* **Problem details**:
Scan the entries below, and for each line that includes the word "selection", make a copy.

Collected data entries
§
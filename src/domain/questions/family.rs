//! Question families - shared question sets per chapter group.
//!
//! Disambiguating attributes (material, construction, function) are shared
//! across a family of chapters rather than unique per chapter, so the bank
//! groups related chapters onto one named set instead of duplicating lists.

use serde::Serialize;

use super::question::{ids, Question, QuestionOption, QuestionType, ShortCircuit};

/// A named question set shared by a group of related chapters.
#[derive(Debug, Clone, Copy, PartialEq, Eq, Hash, Serialize)]
#[serde(rename_all = "snake_case")]
pub enum QuestionFamily {
    /// Textiles and apparel, chapters 50-63.
    Textile,
    /// Mechanical and electrical machinery, chapters 84-85.
    Machinery,
    /// Prepared foodstuffs, chapters 16-21.
    PreparedFood,
    /// Chapter-agnostic fallback set.
    General,
}

const TEXTILE_QUESTIONS: &[Question] = &[
    Question {
        id: ids::TEXTILE_COMPOSITION,
        label: "What is the main material of the article?",
        question_type: QuestionType::SingleSelect,
        options: &[
            QuestionOption { value: "cotton", label: "Cotton" },
            QuestionOption { value: "wool", label: "Wool" },
            QuestionOption { value: "silk", label: "Silk" },
            QuestionOption { value: "linen", label: "Linen" },
            QuestionOption { value: "synthetic", label: "Synthetic fibres" },
            QuestionOption { value: "mixed", label: "Mixed fibres" },
        ],
        required: true,
        chapter_hints: &["50", "51", "52", "53", "54", "55"],
        priority: 1,
        short_circuit: Some(ShortCircuit::MaterialCompositionKnown),
    },
    Question {
        id: ids::TEXTILE_CONSTRUCTION,
        label: "How is the fabric constructed?",
        question_type: QuestionType::SingleSelect,
        options: &[
            QuestionOption { value: "knitted", label: "Knitted or crocheted" },
            QuestionOption { value: "woven", label: "Woven" },
            QuestionOption { value: "nonwoven", label: "Nonwoven" },
        ],
        required: true,
        chapter_hints: &["56", "61", "62"],
        priority: 2,
        short_circuit: None,
    },
    Question {
        id: ids::TEXTILE_AUDIENCE,
        label: "Who is the garment intended for?",
        question_type: QuestionType::SingleSelect,
        options: &[
            QuestionOption { value: "men", label: "Men or boys" },
            QuestionOption { value: "women", label: "Women or girls" },
            QuestionOption { value: "children", label: "Babies" },
            QuestionOption { value: "unisex", label: "Unisex" },
        ],
        required: true,
        chapter_hints: &["61", "62"],
        priority: 3,
        short_circuit: None,
    },
];

const MACHINERY_QUESTIONS: &[Question] = &[
    Question {
        id: ids::MACHINE_POWER,
        label: "Is the machine electrically powered?",
        question_type: QuestionType::YesNo,
        options: &[],
        required: true,
        chapter_hints: &["84", "85"],
        priority: 1,
        short_circuit: None,
    },
    Question {
        id: ids::MACHINE_FUNCTION,
        label: "What is the machine's primary function?",
        question_type: QuestionType::SingleSelect,
        options: &[
            QuestionOption { value: "processing", label: "Material processing" },
            QuestionOption { value: "lifting", label: "Lifting or handling" },
            QuestionOption { value: "cooling", label: "Cooling or refrigeration" },
            QuestionOption { value: "computing", label: "Data processing" },
            QuestionOption { value: "other", label: "Other" },
        ],
        required: true,
        chapter_hints: &["84", "85"],
        priority: 2,
        short_circuit: None,
    },
    Question {
        id: ids::MACHINE_PORTABLE,
        label: "Is the machine portable?",
        question_type: QuestionType::YesNo,
        options: &[],
        required: true,
        chapter_hints: &["84", "85"],
        priority: 3,
        short_circuit: None,
    },
];

const PREPARED_FOOD_QUESTIONS: &[Question] = &[
    Question {
        id: ids::FOOD_STATE,
        label: "In what state is the product sold?",
        question_type: QuestionType::SingleSelect,
        options: &[
            QuestionOption { value: "fresh", label: "Fresh" },
            QuestionOption { value: "frozen", label: "Frozen" },
            QuestionOption { value: "prepared", label: "Prepared or preserved" },
        ],
        required: true,
        chapter_hints: &["16", "20"],
        priority: 1,
        short_circuit: None,
    },
    Question {
        id: ids::FOOD_PACKAGING,
        label: "How is the product packaged?",
        question_type: QuestionType::SingleSelect,
        options: &[
            QuestionOption { value: "bulk", label: "Bulk" },
            QuestionOption { value: "retail", label: "Retail packaging" },
            QuestionOption { value: "airtight", label: "Airtight containers" },
        ],
        required: true,
        chapter_hints: &["16", "20", "21"],
        priority: 2,
        short_circuit: None,
    },
];

const GENERAL_QUESTIONS: &[Question] = &[
    Question {
        id: ids::GENERAL_DESCRIPTION,
        label: "Describe the product in a few sentences.",
        question_type: QuestionType::FreeText,
        options: &[],
        required: true,
        chapter_hints: &[],
        priority: 1,
        short_circuit: None,
    },
    Question {
        id: ids::GENERAL_USE,
        label: "What is the product's intended use?",
        question_type: QuestionType::FreeText,
        options: &[],
        required: true,
        chapter_hints: &[],
        priority: 2,
        short_circuit: None,
    },
    Question {
        id: ids::GENERAL_MATERIAL,
        label: "What material is the product mainly made of?",
        question_type: QuestionType::FreeText,
        options: &[],
        required: true,
        chapter_hints: &[],
        priority: 3,
        short_circuit: Some(ShortCircuit::MaterialCompositionKnown),
    },
];

impl QuestionFamily {
    /// Returns all families in canonical order.
    pub fn all() -> &'static [QuestionFamily] {
        &[
            QuestionFamily::Textile,
            QuestionFamily::Machinery,
            QuestionFamily::PreparedFood,
            QuestionFamily::General,
        ]
    }

    /// Returns the ordered question list owned by this family.
    pub fn questions(&self) -> &'static [Question] {
        match self {
            Self::Textile => TEXTILE_QUESTIONS,
            Self::Machinery => MACHINERY_QUESTIONS,
            Self::PreparedFood => PREPARED_FOOD_QUESTIONS,
            Self::General => GENERAL_QUESTIONS,
        }
    }

    /// Returns the display name.
    pub fn display_name(&self) -> &'static str {
        match self {
            Self::Textile => "Textiles & Apparel",
            Self::Machinery => "Machinery",
            Self::PreparedFood => "Prepared Foodstuffs",
            Self::General => "General",
        }
    }
}
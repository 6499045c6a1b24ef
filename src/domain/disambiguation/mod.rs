//! Next-question selection and answer interpretation.
//!
//! The two decision points of the engine: `DisambiguationSelector` picks
//! the single highest-value question for the current session state, and
//! `AnswerInterpreter` turns the raw answer into re-scoring signals.
//! `DisambiguationPhase` is the loop contract shared with the pipeline.

mod interpreter;
mod phase;
mod selector;

pub use interpreter::{chapter_affinity, AnswerInterpreter, AnswerSignals, CHAPTER_AFFINITY_PREFIX};
pub use phase::DisambiguationPhase;
pub use selector::DisambiguationSelector;
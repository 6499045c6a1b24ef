//! Domain layer containing business logic and domain types.
//!
//! # Module Organization
//!
//! - `foundation` - Shared domain primitives (value objects, errors)
//! - `classification` - Externally supplied inputs (candidates, answer history, product profile)
//! - `questions` - Question bank, question families, and chapter routing
//! - `disambiguation` - Next-question selection and answer interpretation

pub mod classification;
pub mod disambiguation;
pub mod foundation;
pub mod questions;
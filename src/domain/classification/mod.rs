//! Externally supplied classification state.
//!
//! The disambiguation engine holds no session state of its own. The
//! surrounding pipeline passes these shapes in on every call: the live
//! candidate set from the retrieval subsystem, the answers collected so
//! far, and the extracted product profile.

mod answers;
mod candidate;
mod profile;

pub use answers::AnswerHistory;
pub use candidate::Candidate;
pub use profile::ProductProfile;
§
* **Answer to this exercise**:
//! Next-question selection and answer interpretation.
//! - `disambiguation` - Next-question selection and answer interpretation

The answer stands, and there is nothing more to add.